AIS Explorer: Intervention Impact—an application for planning more cost-effective AIS prevention programs

Author: N.R. Angell, A.W. Bajcz, R.P. Keller, A.C. Kinsley, N. Snellgrove, U. Muellner, P. Muellner, N.B.D. Phelps
Year: 2025
Digital Object Identifier: https://doi.org/10.1007/s10530-025-03683-5

Type: Journal Article
Topic: Prevention

 

 

Overland transport of recreational boats facilitates movement of aquatic invasive species (AIS) between waterbodies. Once established, AIS can have detrimental and difficult-to-manage ecological impacts.
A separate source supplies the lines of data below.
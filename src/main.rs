use clap::{Parser, Subcommand};
use imgpipe::config::PipeConfig;
use imgpipe::processor::ProcessOutput;
use imgpipe::store::ByteStore;
use imgpipe::{ImageProcessor, LocalStore, StyleProcessor};
use rayon::prelude::*;
use sha2::{Digest, Sha256};
use std::path::{Path, PathBuf};

/// Extensions the batch command treats as source images.
const IMAGE_EXTENSIONS: &[&str] = &["jpg", "jpeg", "png", "gif", "webp", "bmp", "tif", "tiff"];

#[derive(Parser)]
#[command(name = "imgpipe")]
#[command(version)]
#[command(about = "URL-driven image transformation pipeline")]
#[command(long_about = "\
URL-driven image transformation pipeline

An instruction is a slash-delimited sequence of operations with
comma-separated parameters, applied in order:

  image/resize,w_100,h_100/rounded-corners,r_10/format,png

Styles are named instructions stored in the [styles] table of pipe.toml and
invoked as style/<name>:

  imgpipe process photo.jpg style/thumb

Run 'imgpipe actions' for the registered operations and
'imgpipe gen-config' for a documented pipe.toml.")]
struct Cli {
    /// Configuration file
    #[arg(long, default_value = "pipe.toml", global = true)]
    config: PathBuf,

    /// Increase log verbosity (-v info, -vv debug, -vvv trace)
    #[arg(short, long, action = clap::ArgAction::Count, global = true)]
    verbose: u8,

    #[command(subcommand)]
    command: Command,
}

#[derive(Subcommand)]
enum Command {
    /// Apply an instruction to one image
    Process {
        /// Source image file
        source: PathBuf,
        /// Instruction, e.g. image/resize,w_100/format,png or style/<name>
        instruction: String,
        /// Output file (default: <stem>-out.<ext> beside the source)
        #[arg(short, long)]
        output: Option<PathBuf>,
        /// Encode WebP when the instruction names no format
        #[arg(long)]
        auto_webp: bool,
        /// Print the output info block as JSON
        #[arg(long)]
        json: bool,
    },
    /// Apply one instruction to every image under a directory
    Batch {
        /// Source directory, walked recursively
        source: PathBuf,
        /// Instruction applied to every image
        instruction: String,
        /// Output directory (default: <source>/derived)
        #[arg(short, long)]
        output: Option<PathBuf>,
        /// Max parallel workers (default: CPU cores)
        #[arg(long)]
        jobs: Option<usize>,
        /// Encode WebP when the instruction names no format
        #[arg(long)]
        auto_webp: bool,
    },
    /// List the registered actions
    Actions,
    /// Print a stock pipe.toml with all options documented
    GenConfig,
}

fn main() -> Result<(), Box<dyn std::error::Error>> {
    let cli = Cli::parse();
    init_logger(cli.verbose);

    match cli.command {
        Command::Process {
            source,
            instruction,
            output,
            auto_webp,
            json,
        } => {
            let config = PipeConfig::load_or_default(&cli.config)?;
            let result = run_one(&source, &instruction, &config, auto_webp)?;
            let out_path = output.unwrap_or_else(|| derived_name(&source, &result));
            std::fs::write(&out_path, &result.data)?;
            if json {
                println!("{}", serde_json::to_string_pretty(&result.info)?);
            } else {
                println!(
                    "{} -> {} ({}x{} {}, {} bytes)",
                    source.display(),
                    out_path.display(),
                    result.info.width,
                    result.info.height,
                    result.info.format,
                    result.data.len()
                );
            }
        }
        Command::Batch {
            source,
            instruction,
            output,
            jobs,
            auto_webp,
        } => {
            let config = PipeConfig::load_or_default(&cli.config)?;
            init_thread_pool(jobs);
            let out_dir = output.unwrap_or_else(|| source.join("derived"));
            run_batch(&source, &out_dir, &instruction, &config, auto_webp)?;
        }
        Command::Actions => {
            for name in imgpipe::ActionRegistry::global().names() {
                println!("{name}");
            }
        }
        Command::GenConfig => {
            print!("{}", PipeConfig::stock_toml());
        }
    }

    Ok(())
}

fn init_logger(verbose: u8) {
    let level = match verbose {
        0 => log::LevelFilter::Warn,
        1 => log::LevelFilter::Info,
        2 => log::LevelFilter::Debug,
        _ => log::LevelFilter::Trace,
    };
    simple_logger::SimpleLogger::new()
        .with_level(level)
        .init()
        .ok();
}

/// Initialize the rayon thread pool. Caps at the number of available CPU
/// cores — the user can constrain down, not up.
fn init_thread_pool(jobs: Option<usize>) {
    let Some(jobs) = jobs else { return };
    let cores = std::thread::available_parallelism()
        .map(|n| n.get())
        .unwrap_or(1);
    rayon::ThreadPoolBuilder::new()
        .num_threads(jobs.min(cores).max(1))
        .build_global()
        .ok();
}

/// Process a single file through the pipeline.
fn run_one(
    source: &Path,
    instruction: &str,
    config: &PipeConfig,
    auto_webp: bool,
) -> Result<ProcessOutput, Box<dyn std::error::Error>> {
    let parent = source.parent().unwrap_or(Path::new("."));
    let key = source
        .file_name()
        .and_then(|n| n.to_str())
        .ok_or("source has no file name")?;
    let store = LocalStore::new(parent);
    process_key(&store, key, instruction, config, auto_webp).map_err(Into::into)
}

/// Process one store key; shared by the single and batch paths.
fn process_key(
    store: &dyn ByteStore,
    key: &str,
    instruction: &str,
    config: &PipeConfig,
    auto_webp: bool,
) -> imgpipe::Result<ProcessOutput> {
    let processor = ImageProcessor::global();
    let mut ctx = processor.new_context(key, instruction, store)?;
    ctx.features = config.request_features();
    if auto_webp {
        ctx.features.auto_webp = true;
    }
    ctx.handle.encode_settings_mut().quality = Some(config.output.quality as u8);

    if instruction_is_style(instruction) {
        let styles = config.style_store();
        let style_processor = StyleProcessor::new(&styles, processor);
        style_processor.process(&mut ctx)
    } else {
        processor.process(&mut ctx)
    }
}

fn instruction_is_style(instruction: &str) -> bool {
    instruction
        .split('/')
        .next()
        .is_some_and(|segment| segment == StyleProcessor::NAME)
}

/// Default output path: `<stem>-out.<ext>` beside the source, extension
/// from the encoded format.
fn derived_name(source: &Path, result: &ProcessOutput) -> PathBuf {
    let stem = source
        .file_stem()
        .and_then(|s| s.to_str())
        .unwrap_or("output");
    source.with_file_name(format!(
        "{stem}-out.{}",
        result.info.format.extension()
    ))
}

fn is_image_file(path: &Path) -> bool {
    path.extension()
        .and_then(|e| e.to_str())
        .is_some_and(|ext| {
            let ext = ext.to_ascii_lowercase();
            IMAGE_EXTENSIONS.contains(&ext.as_str())
        })
}

/// Walk the source directory and process every image in parallel. Derived
/// outputs are content-addressed: `<stem>-<hash8>.<ext>` where the hash
/// covers source bytes and instruction, so re-running with the same inputs
/// overwrites rather than multiplies.
fn run_batch(
    source: &Path,
    out_dir: &Path,
    instruction: &str,
    config: &PipeConfig,
    auto_webp: bool,
) -> Result<(), Box<dyn std::error::Error>> {
    let store = LocalStore::new(source);
    let sink = LocalStore::new(out_dir);
    std::fs::create_dir_all(out_dir)?;

    let keys: Vec<String> = walkdir::WalkDir::new(source)
        .into_iter()
        .filter_map(|entry| entry.ok())
        .filter(|entry| entry.file_type().is_file() && is_image_file(entry.path()))
        .filter_map(|entry| {
            entry
                .path()
                .strip_prefix(source)
                .ok()
                .and_then(|rel| rel.to_str().map(str::to_string))
        })
        .collect();

    println!("Processing {} image(s) from {}", keys.len(), source.display());

    let results: Vec<(String, Result<String, String>)> = keys
        .par_iter()
        .map(|key| {
            let outcome = process_key(&store, key, instruction, config, auto_webp)
                .map_err(|e| e.to_string())
                .and_then(|result| {
                    let bytes = store.get(key).map_err(|e| e.to_string())?.bytes;
                    let name = derived_key(key, &bytes, instruction, &result);
                    sink.put(&name, &result.data).map_err(|e| e.to_string())
                });
            (key.clone(), outcome)
        })
        .collect();

    let mut failed = 0;
    for (key, outcome) in &results {
        match outcome {
            Ok(reference) => println!("  {key} -> {reference}"),
            Err(message) => {
                failed += 1;
                eprintln!("  {key}: {message}");
            }
        }
    }
    println!("Done: {} ok, {failed} failed", results.len() - failed);
    if failed > 0 {
        return Err(format!("{failed} image(s) failed").into());
    }
    Ok(())
}

/// Content-addressed output name for a batch derivative.
fn derived_key(key: &str, source_bytes: &[u8], instruction: &str, result: &ProcessOutput) -> String {
    let mut hasher = Sha256::new();
    hasher.update(source_bytes);
    hasher.update(instruction.as_bytes());
    let digest = format!("{:x}", hasher.finalize());
    let stem = Path::new(key)
        .file_stem()
        .and_then(|s| s.to_str())
        .unwrap_or("output");
    format!(
        "{stem}-{}.{}",
        &digest[..8],
        result.info.format.extension()
    )
}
Prevention, the most cost-effective AIS management strategy, is one strategy in which management agencies focus on reducing spread by implementing programs like boater education, watercraft inspection, and hot water decontamination. Given resource constraints, deciding which management actions to take, and where to implement them, remains challenging. To address this gap, we developed and tested a new application entitled “Intervention Impact” to add to the AIS Explorer, an online AIS program-planning dashboard (www.aisexplorer.umn.edu). Intervention Impact assists managers by simulating AIS spread scenarios based on user-defined lake-level budget, effort, and intervention effectiveness values, enabling comparisons between scenarios in search of the “best” approaches. Outputs include estimates for levels of risk reduction and the numbers of new infestations averted for both zebra mussel and starry stonewort. We demonstrate the application’s utility using input conditions based on Cass County, Minnesota (USA), as a case study. The case study shows that each prevention strategy involves trade-offs and might be more or less preferable under different budget constraints. It also demonstrates the value of a data-driven approach to development of AIS prevention plans.